EXERCISE OBJECTIVE: For each line of the data below that contains "Clone", return that line.

SUPPLIED INFORMATION:

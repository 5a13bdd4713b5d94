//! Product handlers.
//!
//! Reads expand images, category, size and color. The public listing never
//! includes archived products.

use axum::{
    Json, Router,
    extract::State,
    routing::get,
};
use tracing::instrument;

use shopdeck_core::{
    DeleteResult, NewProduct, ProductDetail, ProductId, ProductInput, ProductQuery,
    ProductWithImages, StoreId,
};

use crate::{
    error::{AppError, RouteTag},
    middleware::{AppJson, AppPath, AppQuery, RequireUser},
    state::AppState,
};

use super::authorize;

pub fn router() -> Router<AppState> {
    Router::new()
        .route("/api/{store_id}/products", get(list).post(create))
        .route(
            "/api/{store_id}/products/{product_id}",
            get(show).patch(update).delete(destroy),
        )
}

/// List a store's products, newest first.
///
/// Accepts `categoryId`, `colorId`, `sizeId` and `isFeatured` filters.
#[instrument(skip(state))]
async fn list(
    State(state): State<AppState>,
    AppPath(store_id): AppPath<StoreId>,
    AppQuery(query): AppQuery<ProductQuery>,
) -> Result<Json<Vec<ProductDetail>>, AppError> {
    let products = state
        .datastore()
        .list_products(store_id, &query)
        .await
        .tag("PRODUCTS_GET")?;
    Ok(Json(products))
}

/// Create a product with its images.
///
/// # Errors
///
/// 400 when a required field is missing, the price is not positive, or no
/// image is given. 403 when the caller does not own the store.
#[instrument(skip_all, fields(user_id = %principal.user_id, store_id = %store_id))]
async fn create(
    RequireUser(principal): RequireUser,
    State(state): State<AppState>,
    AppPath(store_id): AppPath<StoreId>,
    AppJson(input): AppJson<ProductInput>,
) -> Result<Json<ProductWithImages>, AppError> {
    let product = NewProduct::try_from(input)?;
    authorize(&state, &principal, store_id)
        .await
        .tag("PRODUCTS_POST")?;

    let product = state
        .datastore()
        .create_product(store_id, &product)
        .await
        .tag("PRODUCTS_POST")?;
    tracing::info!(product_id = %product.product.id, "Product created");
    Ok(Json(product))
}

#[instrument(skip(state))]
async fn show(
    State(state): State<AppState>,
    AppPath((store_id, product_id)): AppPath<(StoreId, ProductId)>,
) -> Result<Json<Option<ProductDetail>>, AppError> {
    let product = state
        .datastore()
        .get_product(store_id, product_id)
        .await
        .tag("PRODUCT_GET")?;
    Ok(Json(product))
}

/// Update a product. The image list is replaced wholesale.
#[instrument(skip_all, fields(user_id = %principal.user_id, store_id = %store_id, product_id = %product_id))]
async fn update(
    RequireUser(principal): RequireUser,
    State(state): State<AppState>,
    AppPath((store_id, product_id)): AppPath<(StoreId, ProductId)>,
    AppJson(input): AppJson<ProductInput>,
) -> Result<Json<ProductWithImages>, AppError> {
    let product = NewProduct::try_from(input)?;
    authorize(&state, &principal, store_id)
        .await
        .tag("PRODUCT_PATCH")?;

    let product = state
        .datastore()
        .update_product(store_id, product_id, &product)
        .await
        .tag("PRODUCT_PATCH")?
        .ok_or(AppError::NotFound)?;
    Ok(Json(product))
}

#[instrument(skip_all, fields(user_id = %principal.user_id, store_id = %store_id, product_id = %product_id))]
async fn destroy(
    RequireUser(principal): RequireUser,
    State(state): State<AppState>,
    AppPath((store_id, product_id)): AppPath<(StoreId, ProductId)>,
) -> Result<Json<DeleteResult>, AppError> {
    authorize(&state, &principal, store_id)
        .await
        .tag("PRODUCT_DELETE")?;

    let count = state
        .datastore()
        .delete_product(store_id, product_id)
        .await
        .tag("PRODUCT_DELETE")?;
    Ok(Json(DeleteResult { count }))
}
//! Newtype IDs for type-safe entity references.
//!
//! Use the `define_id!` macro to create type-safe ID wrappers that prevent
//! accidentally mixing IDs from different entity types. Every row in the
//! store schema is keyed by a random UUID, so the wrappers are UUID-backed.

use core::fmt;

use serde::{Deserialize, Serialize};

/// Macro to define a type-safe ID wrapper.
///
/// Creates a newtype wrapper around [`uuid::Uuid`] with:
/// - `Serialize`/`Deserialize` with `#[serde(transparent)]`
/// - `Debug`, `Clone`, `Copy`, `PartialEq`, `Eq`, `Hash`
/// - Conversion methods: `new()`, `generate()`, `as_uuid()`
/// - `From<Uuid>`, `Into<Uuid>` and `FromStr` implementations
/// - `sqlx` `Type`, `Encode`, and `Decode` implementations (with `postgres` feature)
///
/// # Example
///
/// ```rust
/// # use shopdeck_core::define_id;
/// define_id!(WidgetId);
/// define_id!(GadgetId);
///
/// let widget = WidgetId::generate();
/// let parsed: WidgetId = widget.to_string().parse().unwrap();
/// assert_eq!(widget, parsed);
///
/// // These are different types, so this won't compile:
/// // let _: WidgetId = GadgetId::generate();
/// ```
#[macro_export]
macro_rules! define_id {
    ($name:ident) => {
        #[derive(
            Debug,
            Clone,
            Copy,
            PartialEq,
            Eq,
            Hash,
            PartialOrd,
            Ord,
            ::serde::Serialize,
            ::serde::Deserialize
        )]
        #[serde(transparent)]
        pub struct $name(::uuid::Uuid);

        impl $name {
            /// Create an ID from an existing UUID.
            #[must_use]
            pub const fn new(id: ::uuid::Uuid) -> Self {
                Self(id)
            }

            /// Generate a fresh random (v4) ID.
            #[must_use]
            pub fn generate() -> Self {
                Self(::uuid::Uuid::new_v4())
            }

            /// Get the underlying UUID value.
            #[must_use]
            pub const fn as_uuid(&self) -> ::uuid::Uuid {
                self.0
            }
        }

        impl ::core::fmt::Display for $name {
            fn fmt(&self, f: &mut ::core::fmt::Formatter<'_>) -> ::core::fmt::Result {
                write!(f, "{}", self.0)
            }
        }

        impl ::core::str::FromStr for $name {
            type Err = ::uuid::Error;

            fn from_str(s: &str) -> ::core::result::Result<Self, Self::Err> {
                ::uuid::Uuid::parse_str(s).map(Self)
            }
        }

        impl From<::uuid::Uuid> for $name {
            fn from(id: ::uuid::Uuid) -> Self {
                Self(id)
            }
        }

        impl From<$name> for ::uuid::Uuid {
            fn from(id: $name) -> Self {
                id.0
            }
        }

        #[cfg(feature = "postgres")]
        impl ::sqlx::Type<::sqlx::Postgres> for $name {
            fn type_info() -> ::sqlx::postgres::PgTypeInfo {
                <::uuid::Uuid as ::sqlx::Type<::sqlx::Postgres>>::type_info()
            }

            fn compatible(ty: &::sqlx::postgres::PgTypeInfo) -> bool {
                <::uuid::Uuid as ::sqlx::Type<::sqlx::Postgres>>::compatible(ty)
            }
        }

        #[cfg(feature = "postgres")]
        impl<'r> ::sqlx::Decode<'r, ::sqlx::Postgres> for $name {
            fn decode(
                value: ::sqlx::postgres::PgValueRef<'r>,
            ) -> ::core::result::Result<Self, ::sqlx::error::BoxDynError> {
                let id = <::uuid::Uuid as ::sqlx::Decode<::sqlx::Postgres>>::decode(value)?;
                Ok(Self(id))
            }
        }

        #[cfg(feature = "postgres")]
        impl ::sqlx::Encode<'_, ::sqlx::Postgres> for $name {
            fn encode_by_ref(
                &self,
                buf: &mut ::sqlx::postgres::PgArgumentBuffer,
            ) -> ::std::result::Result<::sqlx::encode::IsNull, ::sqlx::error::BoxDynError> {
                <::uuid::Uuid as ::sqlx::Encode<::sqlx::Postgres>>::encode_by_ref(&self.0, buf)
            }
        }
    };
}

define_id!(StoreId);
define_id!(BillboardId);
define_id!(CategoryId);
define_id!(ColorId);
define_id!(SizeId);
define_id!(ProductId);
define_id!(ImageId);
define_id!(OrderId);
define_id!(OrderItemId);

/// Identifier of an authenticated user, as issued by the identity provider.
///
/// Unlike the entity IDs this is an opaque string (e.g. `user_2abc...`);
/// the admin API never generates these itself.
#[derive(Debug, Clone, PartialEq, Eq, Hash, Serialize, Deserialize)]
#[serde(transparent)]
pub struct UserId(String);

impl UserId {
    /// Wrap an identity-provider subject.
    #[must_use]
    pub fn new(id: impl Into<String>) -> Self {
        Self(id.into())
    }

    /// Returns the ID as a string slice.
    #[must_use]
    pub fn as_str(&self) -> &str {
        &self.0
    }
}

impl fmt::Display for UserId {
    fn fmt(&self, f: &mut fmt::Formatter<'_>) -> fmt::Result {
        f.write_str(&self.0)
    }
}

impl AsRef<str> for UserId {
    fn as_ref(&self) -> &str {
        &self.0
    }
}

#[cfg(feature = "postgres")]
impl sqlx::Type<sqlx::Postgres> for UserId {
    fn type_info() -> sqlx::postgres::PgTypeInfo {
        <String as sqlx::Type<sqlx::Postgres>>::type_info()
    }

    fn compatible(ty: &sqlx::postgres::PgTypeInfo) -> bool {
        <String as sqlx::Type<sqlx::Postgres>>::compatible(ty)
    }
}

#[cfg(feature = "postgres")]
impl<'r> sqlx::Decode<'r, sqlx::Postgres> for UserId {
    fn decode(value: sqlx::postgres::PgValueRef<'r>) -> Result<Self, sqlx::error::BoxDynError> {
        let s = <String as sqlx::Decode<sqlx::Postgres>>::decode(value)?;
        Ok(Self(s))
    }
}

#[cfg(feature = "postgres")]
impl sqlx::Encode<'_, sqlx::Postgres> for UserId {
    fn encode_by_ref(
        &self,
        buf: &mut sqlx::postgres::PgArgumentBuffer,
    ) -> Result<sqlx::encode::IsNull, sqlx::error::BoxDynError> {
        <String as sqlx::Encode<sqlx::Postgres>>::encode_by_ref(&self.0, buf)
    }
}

ANSWER SECTION:
/// - `Debug`, `Clone`, `Copy`, `PartialEq`, `Eq`, `Hash`
            Clone,
#[derive(Debug, Clone, PartialEq, Eq, Hash, Serialize, Deserialize)]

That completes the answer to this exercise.